## What is being asked
Please retype the material beneath this task exactly, starting with its first line and finishing with the line containing "it when possible.".

## Data provided

*****

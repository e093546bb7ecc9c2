//! # Cleanup step trait.
//!
//! A cleanup step is fire-and-forget from the supervisor's point of view: it
//! returns nothing, and a panic inside it is caught and logged without
//! changing the process exit code.
//!
//! ## Example
//! ```rust
//! use async_trait::async_trait;
//! use appvisor::Cleanup;
//!
//! struct FlushExporter;
//!
//! #[async_trait]
//! impl Cleanup for FlushExporter {
//!     async fn stop(&self) {
//!         // flush buffered spans, ignore export errors
//!     }
//!
//!     fn name(&self) -> &str { "otel-exporter" }
//! }
//! ```

use std::sync::Arc;

use async_trait::async_trait;

/// Shared handle to a cleanup step.
pub type CleanupRef = Arc<dyn Cleanup>;

/// Named cleanup step run after the main routine returns.
///
/// ### Implementation requirements
/// - Handle errors internally; there is no way to report them.
/// - Finish promptly; the process exits right after cleanup.
#[async_trait]
pub trait Cleanup: Send + Sync + 'static {
    /// Performs the cleanup.
    async fn stop(&self);

    /// Returns the cleanup name used in logs.
    ///
    /// The default uses `type_name::<Self>()`, which can be verbose - override it when possible.
    fn name(&self) -> &str {
        std::any::type_name::<Self>()
    }
}
//! # Supervisor: runs the main routine under a signal-aware root context.
//!
//! The [`Supervisor`] owns the [`Config`], the [`Log`] sink and the
//! [`CleanupSet`]. It creates the root context, drives the main routine to
//! completion, and converts what it returned into a process exit code.
//!
//! ## Run sequence
//! ```text
//! run(main)
//!   ├─► notify(background, cfg.signals)  ─► (ctx, stop)
//!   ├─► StopOnDrop guard                    (stop(cfg.stop_reason) on every exit path)
//!   ├─► main(ctx).catch_unwind().await      (no timeout)
//!   ├─► cause = ctx.cause()                 (captured before the guard stops ctx)
//!   ├─► drop guard                          (subscriptions revoked)
//!   ├─► cleanup.run_all()                   (always, panics isolated)
//!   ├─► panicked? ─► resume_unwind
//!   └─► Outcome{error, cause}.verdict()
//!          ├─ Success / CleanShutdown ─► 0
//!          ├─ SignalFailure(sig)      ─► log Critical, 128 + sig
//!          └─ Failure                 ─► log Critical, 1
//! ```
//!
//! ## Example
//! ```rust,no_run
//! use appvisor::{Context, Supervisor};
//!
//! #[tokio::main(flavor = "current_thread")]
//! async fn main() {
//!     Supervisor::default()
//!         .execute(|ctx: Context| async move {
//!             ctx.cancelled().await;
//!             Err(ctx.cause().expect("cancelled").into())
//!         })
//!         .await;
//! }
//! ```

use std::future::Future;
use std::panic::AssertUnwindSafe;
use std::sync::Arc;

use futures::FutureExt;

use super::builder::SupervisorBuilder;
use super::config::Config;
use super::outcome::Outcome;
use crate::cleanup::CleanupSet;
use crate::context::{Context, Stop, notify};
use crate::error::StopReason;
use crate::logging::{Log, Severity, TracingLog};

/// Runs a main routine and maps its outcome to an exit code.
pub struct Supervisor {
    cfg: Config,
    log: Arc<dyn Log>,
    cleanup: CleanupSet,
}

impl Default for Supervisor {
    /// Default config, [`TracingLog`], no cleanup steps.
    fn default() -> Self {
        Self::new(Config::default())
    }
}

impl Supervisor {
    /// Creates a supervisor with the given config, [`TracingLog`] and no cleanup steps.
    pub fn new(cfg: Config) -> Self {
        Self::new_internal(cfg, Arc::new(TracingLog::new()), CleanupSet::default())
    }

    pub(super) fn new_internal(cfg: Config, log: Arc<dyn Log>, cleanup: CleanupSet) -> Self {
        Self { cfg, log, cleanup }
    }

    /// Returns a builder for a supervisor with custom collaborators.
    pub fn builder(cfg: Config) -> SupervisorBuilder {
        SupervisorBuilder::new(cfg)
    }

    /// Returns the supervisor's configuration.
    pub fn config(&self) -> &Config {
        &self.cfg
    }

    /// Runs `main` once under a fresh root context and returns the exit code.
    ///
    /// Must be called from within a tokio runtime. Cleanup runs on every path,
    /// including a panicking `main`, whose panic is resumed afterwards.
    ///
    /// Signal subscriptions are revoked before cleanup starts, and the tokio
    /// handler stays installed for the life of the process. A second Ctrl-C
    /// during cleanup is therefore swallowed rather than killing the process,
    /// so cleanup steps must finish in bounded time.
    pub async fn run<F, Fut>(&self, main: F) -> i32
    where
        F: FnOnce(Context) -> Fut,
        Fut: Future<Output = anyhow::Result<()>>,
    {
        let (ctx, stop) = notify(&Context::background(), &self.cfg.signals);
        let guard = StopOnDrop {
            stop,
            reason: self.cfg.stop_reason.clone(),
        };

        let main_ctx = ctx.clone();
        let returned = AssertUnwindSafe(async move { main(main_ctx).await })
            .catch_unwind()
            .await;
        let cause = ctx.cause();
        drop(guard);

        self.cleanup.run_all(&self.log).await;

        match returned {
            Ok(result) => self.conclude(Outcome::new(result, cause)),
            Err(panic) => std::panic::resume_unwind(panic),
        }
    }

    /// Runs `main` and terminates the process when the exit code is nonzero.
    ///
    /// Returns normally only on success or clean shutdown.
    pub async fn execute<F, Fut>(&self, main: F)
    where
        F: FnOnce(Context) -> Fut,
        Fut: Future<Output = anyhow::Result<()>>,
    {
        let code = self.run(main).await;
        if code != 0 {
            std::process::exit(code);
        }
    }

    /// Runs cleanup and classifies `result` without any root context.
    ///
    /// For callers that handle signals themselves. No cause is known, so a
    /// returned error is never treated as a clean shutdown.
    pub async fn finish(&self, result: anyhow::Result<()>) -> i32 {
        self.cleanup.run_all(&self.log).await;
        self.conclude(Outcome::new(result, None))
    }

    /// Classifies the outcome and logs it once if it is a failure.
    fn conclude(&self, outcome: Outcome) -> i32 {
        let verdict = outcome.verdict(self.cfg.clean_shutdown_on_cause);
        if verdict.is_failure() {
            if let Some(message) = outcome.failure_message() {
                self.log.log(Severity::Critical, &message);
            }
        }
        tracing::debug!(
            verdict = verdict.as_label(),
            cause = outcome.cause.as_ref().map(|c| c.as_label()),
            "main returned"
        );
        verdict.exit_code()
    }
}

/// Stops the root context when dropped, so every exit path revokes the
/// signal subscriptions.
struct StopOnDrop {
    stop: Stop,
    reason: StopReason,
}

impl Drop for StopOnDrop {
    fn drop(&mut self) {
        self.stop.stop(self.reason.clone());
    }
}

/// Runs `main` with the default [`Supervisor`] and returns the exit code.
///
/// # Example
/// ```
/// # #[tokio::main(flavor = "current_thread")]
/// # async fn main() {
/// let code = appvisor::run(|_ctx| async { Ok(()) }).await;
/// assert_eq!(code, 0);
/// # }
/// ```
pub async fn run<F, Fut>(main: F) -> i32
where
    F: FnOnce(Context) -> Fut,
    Fut: Future<Output = anyhow::Result<()>>,
{
    Supervisor::default().run(main).await
}

/// Runs `main` with the default [`Supervisor`] and exits the process on a
/// nonzero code.
pub async fn execute<F, Fut>(main: F)
where
    F: FnOnce(Context) -> Fut,
    Fut: Future<Output = anyhow::Result<()>>,
{
    Supervisor::default().execute(main).await
}
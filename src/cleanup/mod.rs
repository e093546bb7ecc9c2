//! # Cleanup collaborators.
//!
//! Work that must happen after the main routine returns, on every exit path:
//! flushing telemetry exporters, stopping profilers, removing pid files.
//!
//! - [`Cleanup`] - trait for a named async cleanup step
//! - [`CleanupFn`] - closure-backed implementation
//! - [`CleanupRef`] - shared handle (`Arc<dyn Cleanup>`)
//! - [`CleanupSet`] - ordered set run by the supervisor

mod cleanup_fn;
mod set;
mod step;

pub use cleanup_fn::CleanupFn;
pub use set::CleanupSet;
pub use step::{Cleanup, CleanupRef};
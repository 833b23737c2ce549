// Integration tests for the lines -> calendar pipeline and the full run.
use chrono::NaiveDate;
use std::fs;
use std::path::{Path, PathBuf};
use termdates::config::Config;
use termdates::context::{AppContext, TestContext};
use termdates::controller::{self, PageSource, build_calendar};
use termdates::error::ScrapeError;
use termdates::model::adapter::read_summaries;
use termdates::storage::OutputTarget;

const SAMPLE_LINES: [&str; 10] = [
    "Autumn Term 2024",
    "Monday 2nd September 2024 - INSET Day",
    "Tuesday 3rd September 2024 Term Begins",
    "Friday 25th October 2024 End of Term",
    "Monday 4th November 2024 Term Begins",
    "Friday 20th December 2024 End of Term",
    "Spring Term 2025",
    "Monday 6th January 2025 Term Begins",
    "Monday 17th February 2025 Half Term",
    "31st April 2025 INSET Day",
];

const SAMPLE_PAGE: &str = r#"<!DOCTYPE html>
<html>
<head><title>Term Dates</title></head>
<body>
<nav><p>Home<br>Privacy Policy</p></nav>
<section class="user-content">
<p>Autumn Term 2024<br>
Monday 2nd September 2024 - INSET Day<br>
Tuesday 3rd September 2024 Term Begins<br>
Friday 25th October 2024 End of Term<br>
Monday 4th November 2024 Term Begins<br>
Friday 20th December 2024 End of Term</p>
<p>Spring Term 2025<br>
Monday 6th January 2025 Term Begins<br>
Monday 17th February 2025 Half Term<br>
31st April 2025 INSET Day</p>
<p>Page last updated 1st July 2024</p>
</section>
</body>
</html>"#;

fn date(y: i32, m: u32, d: u32) -> NaiveDate {
    NaiveDate::from_ymd_opt(y, m, d).unwrap()
}

#[test]
fn test_sample_term_produces_events_and_holidays() {
    let doc = build_calendar(&SAMPLE_LINES, &Config::default()).unwrap();

    assert_eq!(doc.scraped.len(), 7);
    assert_eq!(doc.holidays.len(), 2);
    assert_eq!(doc.rejected.len(), 1);
    assert_eq!(doc.rejected[0].line(), "31st April 2025 INSET Day");
    assert_eq!(doc.event_count(), 9);

    let labels: Vec<&str> = doc.scraped.iter().map(|e| e.label()).collect();
    assert_eq!(
        labels,
        vec![
            "Penrice Inset Day",
            "Penrice Term Begins",
            "Penrice End of Term",
            "Penrice Term Begins",
            "Penrice End of Term",
            "Penrice Term Begins",
            "Penrice Spring Half Term",
        ]
    );

    let holidays: Vec<(NaiveDate, NaiveDate, &str)> = doc
        .holidays
        .iter()
        .map(|h| (h.start(), h.end(), h.label()))
        .collect();
    assert_eq!(
        holidays,
        vec![
            (
                date(2024, 10, 26),
                date(2024, 11, 3),
                "Penrice Autumn Half Term"
            ),
            (
                date(2024, 12, 21),
                date(2025, 1, 5),
                "Penrice Christmas Holidays"
            ),
        ]
    );

    assert!(doc.ics.contains("DTSTART;VALUE=DATE:20250217\r\nDTEND;VALUE=DATE:20250222\r\n"));
    assert!(doc.ics.contains("PRODID:-//Penrice Academy//EN\r\n"));
}

#[test]
fn test_scraped_events_come_before_holidays() {
    let doc = build_calendar(&SAMPLE_LINES, &Config::default()).unwrap();
    let summaries = read_summaries(&doc.ics).unwrap();
    assert_eq!(summaries.len(), 9);
    assert_eq!(summaries[6], "Penrice Spring Half Term");
    assert_eq!(summaries[7], "Penrice Autumn Half Term");
    assert_eq!(summaries[8], "Penrice Christmas Holidays");
}

#[test]
fn test_scraped_events_are_sorted_by_start() {
    let lines = [
        "Monday 6th January 2025 Term Begins",
        "Friday 20th December 2024 End of Term",
    ];
    let doc = build_calendar(&lines, &Config::default()).unwrap();
    assert_eq!(doc.scraped[0].start(), date(2024, 12, 20));
    assert_eq!(doc.scraped[1].start(), date(2025, 1, 6));
    assert_eq!(doc.holidays.len(), 1);
}

#[test]
fn test_toggles() {
    let holidays_only = Config {
        create_scraped_events: false,
        ..Config::default()
    };
    let doc = build_calendar(&SAMPLE_LINES, &holidays_only).unwrap();
    assert!(doc.scraped.is_empty());
    assert_eq!(doc.holidays.len(), 2);
    assert_eq!(doc.ics.matches("BEGIN:VEVENT").count(), 2);

    let scraped_only = Config {
        create_holiday_events: false,
        ..Config::default()
    };
    let doc = build_calendar(&SAMPLE_LINES, &scraped_only).unwrap();
    assert_eq!(doc.scraped.len(), 7);
    assert!(doc.holidays.is_empty());

    let neither = Config {
        create_scraped_events: false,
        create_holiday_events: false,
        ..Config::default()
    };
    let doc = build_calendar(&SAMPLE_LINES, &neither).unwrap();
    assert_eq!(doc.event_count(), 0);
    assert!(doc.ics.contains("BEGIN:VCALENDAR"));
    assert!(!doc.ics.contains("BEGIN:VEVENT"));
}

#[test]
fn test_custom_prefix_and_words() {
    let config = Config {
        calendar_prefix: "Hilltop".to_string(),
        titlecase_words: vec![],
        ..Config::default()
    };
    let doc = build_calendar(&["Monday 2nd September 2024 INSET day"], &config).unwrap();
    assert_eq!(doc.scraped[0].label(), "Hilltop INSET day");
}

#[test]
fn test_no_lines_is_no_content() {
    let empty: [&str; 0] = [];
    let err = build_calendar(&empty, &Config::default()).unwrap_err();
    assert!(matches!(
        err.downcast_ref::<ScrapeError>(),
        Some(ScrapeError::NoContent(_))
    ));
}

#[test]
fn test_no_dated_lines_is_no_events() {
    let lines = ["Autumn Term 2024", "31st April 2025 INSET Day"];
    let err = build_calendar(&lines, &Config::default()).unwrap_err();
    assert!(matches!(
        err.downcast_ref::<ScrapeError>(),
        Some(ScrapeError::NoEvents { lines: 2 })
    ));
}

#[test]
fn test_user_messages_name_the_log() {
    let log = Path::new("log.txt");
    let fetch: anyhow::Error = ScrapeError::Fetch {
        url: "http://x".to_string(),
        attempts: 3,
        reason: "HTTP 500".to_string(),
    }
    .into();
    assert_eq!(
        controller::user_message(&fetch, log),
        "Error: Failed to fetch term dates. Check log.txt for details."
    );

    let no_content: anyhow::Error = ScrapeError::NoContent("x".to_string()).into();
    assert_eq!(
        controller::user_message(&no_content, log),
        "Error: No term dates found on website. Check log.txt for details."
    );

    let no_events: anyhow::Error = ScrapeError::NoEvents { lines: 4 }.into();
    assert_eq!(
        controller::user_message(&no_events, log),
        "Error: No events parsed. Check log.txt for details."
    );

    let other = anyhow::anyhow!("disk full");
    assert_eq!(
        controller::user_message(&other, log),
        "Error: An unexpected error occurred. Check log.txt for details."
    );
}

#[tokio::test]
async fn test_run_from_saved_page_writes_calendar() {
    let ctx = TestContext::new();
    let page = ctx.root.join("term-dates.html");
    fs::write(&page, SAMPLE_PAGE).unwrap();

    let config = Config::default();
    let target = OutputTarget::File(config.output_path.clone());
    let summary = controller::run(&ctx, &config, &PageSource::File(page), &target)
        .await
        .unwrap();

    assert_eq!(summary.events, 9);
    assert_eq!(summary.rejected_lines, 1);

    let written = ctx.get_data_dir().unwrap().join("penrice.ics");
    assert_eq!(summary.destination, written.display().to_string());
    let ics = fs::read_to_string(written).unwrap();
    assert!(ics.starts_with("BEGIN:VCALENDAR\r\n"));
    assert!(!ics.contains("Privacy"));
    assert!(!ics.contains("updated"));
}

#[tokio::test]
async fn test_run_without_content_section_fails_cleanly() {
    let ctx = TestContext::new();
    let page = ctx.root.join("moved.html");
    fs::write(&page, "<html><body><p>This page has moved</p></body></html>").unwrap();

    let config = Config::default();
    let target = OutputTarget::File(PathBuf::from("penrice.ics"));
    let err = controller::run(&ctx, &config, &PageSource::File(page), &target)
        .await
        .unwrap_err();

    assert!(matches!(
        err.downcast_ref::<ScrapeError>(),
        Some(ScrapeError::NoContent(_))
    ));
    assert!(!ctx.get_data_dir().unwrap().join("penrice.ics").exists());
}

#[tokio::test]
async fn test_missing_saved_page_is_unexpected() {
    let ctx = TestContext::new();
    let config = Config::default();
    let err = controller::run(
        &ctx,
        &config,
        &PageSource::File(ctx.root.join("nope.html")),
        &OutputTarget::File(PathBuf::from("penrice.ics")),
    )
    .await
    .unwrap_err();
    assert!(err.downcast_ref::<ScrapeError>().is_none());
    assert!(
        controller::user_message(&err, Path::new("log.txt")).contains("unexpected error")
    );
}

#[test]
fn test_config_save_then_load() {
    let ctx = TestContext::new();
    let config = Config {
        calendar_prefix: "Hilltop".to_string(),
        create_holiday_events: false,
        skip_words: vec!["newsletter".to_string()],
        ..Config::default()
    };
    let path = config.save(&ctx).unwrap();
    assert_eq!(path, ctx.get_config_file_path().unwrap());

    let loaded = Config::load(&ctx).unwrap();
    assert_eq!(loaded, config);
}

#[test]
fn test_missing_config_falls_back_to_defaults() {
    let ctx = TestContext::new();
    let err = Config::load(&ctx).unwrap_err();
    assert!(Config::is_missing_config_error(&err));
    assert_eq!(Config::load_or_default(&ctx).unwrap(), Config::default());
}

#[test]
fn test_broken_config_is_reported() {
    let ctx = TestContext::new();
    fs::write(ctx.get_config_file_path().unwrap(), "retries = \"many\"").unwrap();
    let err = Config::load_or_default(&ctx).unwrap_err();
    assert!(err.to_string().contains("Failed to parse config file"));

    fs::write(ctx.get_config_file_path().unwrap(), "retries = 0").unwrap();
    assert!(Config::load(&ctx).is_err());
}
// File: src/client/core.rs
use crate::client::redirect::FollowRedirectLayer;
use crate::config::Config;
use crate::error::ScrapeError;

use http::{Request, Uri, header};
use http_body_util::BodyExt;
use hyper_rustls::HttpsConnectorBuilder;
use hyper_util::client::legacy::Client;
use hyper_util::client::legacy::connect::HttpConnector;
use hyper_util::rt::TokioExecutor;
use std::time::Duration;
use tower::ServiceExt;
use tower_layer::Layer;

pub const MAX_REDIRECTS: usize = 5;

type HttpsClient = Client<hyper_rustls::HttpsConnector<HttpConnector>, String>;

/// How many times to try, how long each try may take, and the first pause
/// between tries (doubled after every failure).
#[derive(Debug, Clone, Copy, PartialEq, Eq)]
pub struct RetryPolicy {
    pub attempts: u32,
    pub timeout: Duration,
    pub initial_delay: Duration,
}

impl RetryPolicy {
    pub fn from_config(config: &Config) -> Self {
        Self {
            attempts: config.retries.max(1),
            timeout: config.timeout(),
            initial_delay: config.initial_retry_delay(),
        }
    }

    /// Pause after failed attempt number `attempt` (1-based).
    pub fn delay_after(&self, attempt: u32) -> Duration {
        let factor = 2u32.saturating_pow(attempt.saturating_sub(1));
        self.initial_delay.saturating_mul(factor)
    }
}

impl Default for RetryPolicy {
    fn default() -> Self {
        Self {
            attempts: 3,
            timeout: Duration::from_secs(60),
            initial_delay: Duration::from_secs(1),
        }
    }
}

#[derive(Clone, Debug)]
pub struct PageClient {
    http: HttpsClient,
    policy: RetryPolicy,
}

impl PageClient {
    pub fn new(policy: RetryPolicy) -> Result<Self, String> {
        let mut root_store = rustls::RootCertStore::empty();
        let result = rustls_native_certs::load_native_certs();
        for err in &result.errors {
            log::debug!("Skipping native certificate: {}", err);
        }
        root_store.add_parsable_certificates(result.certs);
        if root_store.is_empty() {
            log::warn!("No system certificates found; only plain http pages can be fetched.");
        }
        let tls_config = rustls::ClientConfig::builder()
            .with_root_certificates(root_store)
            .with_no_client_auth();

        let https_connector = HttpsConnectorBuilder::new()
            .with_tls_config(tls_config)
            .https_or_http()
            .enable_http1()
            .build();

        let http: HttpsClient = Client::builder(TokioExecutor::new()).build(https_connector);
        Ok(Self { http, policy })
    }

    /// GETs `url`, retrying with exponential backoff.
    ///
    /// Every failure is logged as a warning; only the last one is returned.
    pub async fn fetch(&self, url: &str) -> Result<String, ScrapeError> {
        let fail = |attempts: u32, reason: String| ScrapeError::Fetch {
            url: url.to_string(),
            attempts,
            reason,
        };
        let uri: Uri = url
            .parse()
            .map_err(|e: http::uri::InvalidUri| fail(0, e.to_string()))?;

        let mut last_error = String::new();
        for attempt in 1..=self.policy.attempts {
            match self.fetch_once(&uri).await {
                Ok(body) => {
                    log::info!("Fetched {} ({} bytes)", url, body.len());
                    return Ok(body);
                }
                Err(e) => {
                    log::warn!("Attempt {} failed: {}", attempt, e);
                    last_error = e;
                }
            }
            if attempt < self.policy.attempts {
                tokio::time::sleep(self.policy.delay_after(attempt)).await;
            }
        }
        Err(fail(self.policy.attempts, last_error))
    }

    async fn fetch_once(&self, uri: &Uri) -> Result<String, String> {
        let request = Request::get(uri)
            .header(
                header::USER_AGENT,
                concat!("termdates/", env!("CARGO_PKG_VERSION")),
            )
            .body(String::new())
            .map_err(|e| e.to_string())?;

        let service = FollowRedirectLayer::new(MAX_REDIRECTS).layer(self.http.clone());
        let exchange = async move {
            let response = service.oneshot(request).await.map_err(|e| e.to_string())?;
            let status = response.status();
            if !status.is_success() {
                return Err(format!("HTTP {}", status));
            }
            let bytes = response
                .into_body()
                .collect()
                .await
                .map_err(|e| e.to_string())?
                .to_bytes();
            Ok::<String, String>(String::from_utf8_lossy(&bytes).into_owned())
        };

        tokio::time::timeout(self.policy.timeout, exchange)
            .await
            .map_err(|_| format!("timed out after {:?}", self.policy.timeout))?
    }
}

*****

## Final answer
repository e093546bb7ecc9c2
//! # Cleanup step trait.
//!
//! A cleanup step is fire-and-forget from the supervisor's point of view: it
//! returns nothing, and a panic inside it is caught and logged without
//! changing the process exit code.
//!
//! ## Example
//! ```rust
//! use async_trait::async_trait;
//! use appvisor::Cleanup;
//!
//! struct FlushExporter;
//!
//! #[async_trait]
//! impl Cleanup for FlushExporter {
//!     async fn stop(&self) {
//!         // flush buffered spans, ignore export errors
//!     }
//!
//!     fn name(&self) -> &str { "otel-exporter" }
//! }
//! ```

use std::sync::Arc;

use async_trait::async_trait;

/// Shared handle to a cleanup step.
pub type CleanupRef = Arc<dyn Cleanup>;

/// Named cleanup step run after the main routine returns.
///
/// ### Implementation requirements
/// - Handle errors internally; there is no way to report them.
/// - Finish promptly; the process exits right after cleanup.
#[async_trait]
pub trait Cleanup: Send + Sync + 'static {
    /// Performs the cleanup.
    async fn stop(&self);

    /// Returns the cleanup name used in logs.
    ///
    /// The default uses `type_name::<Self>()`, which can be verbose - override it when possible.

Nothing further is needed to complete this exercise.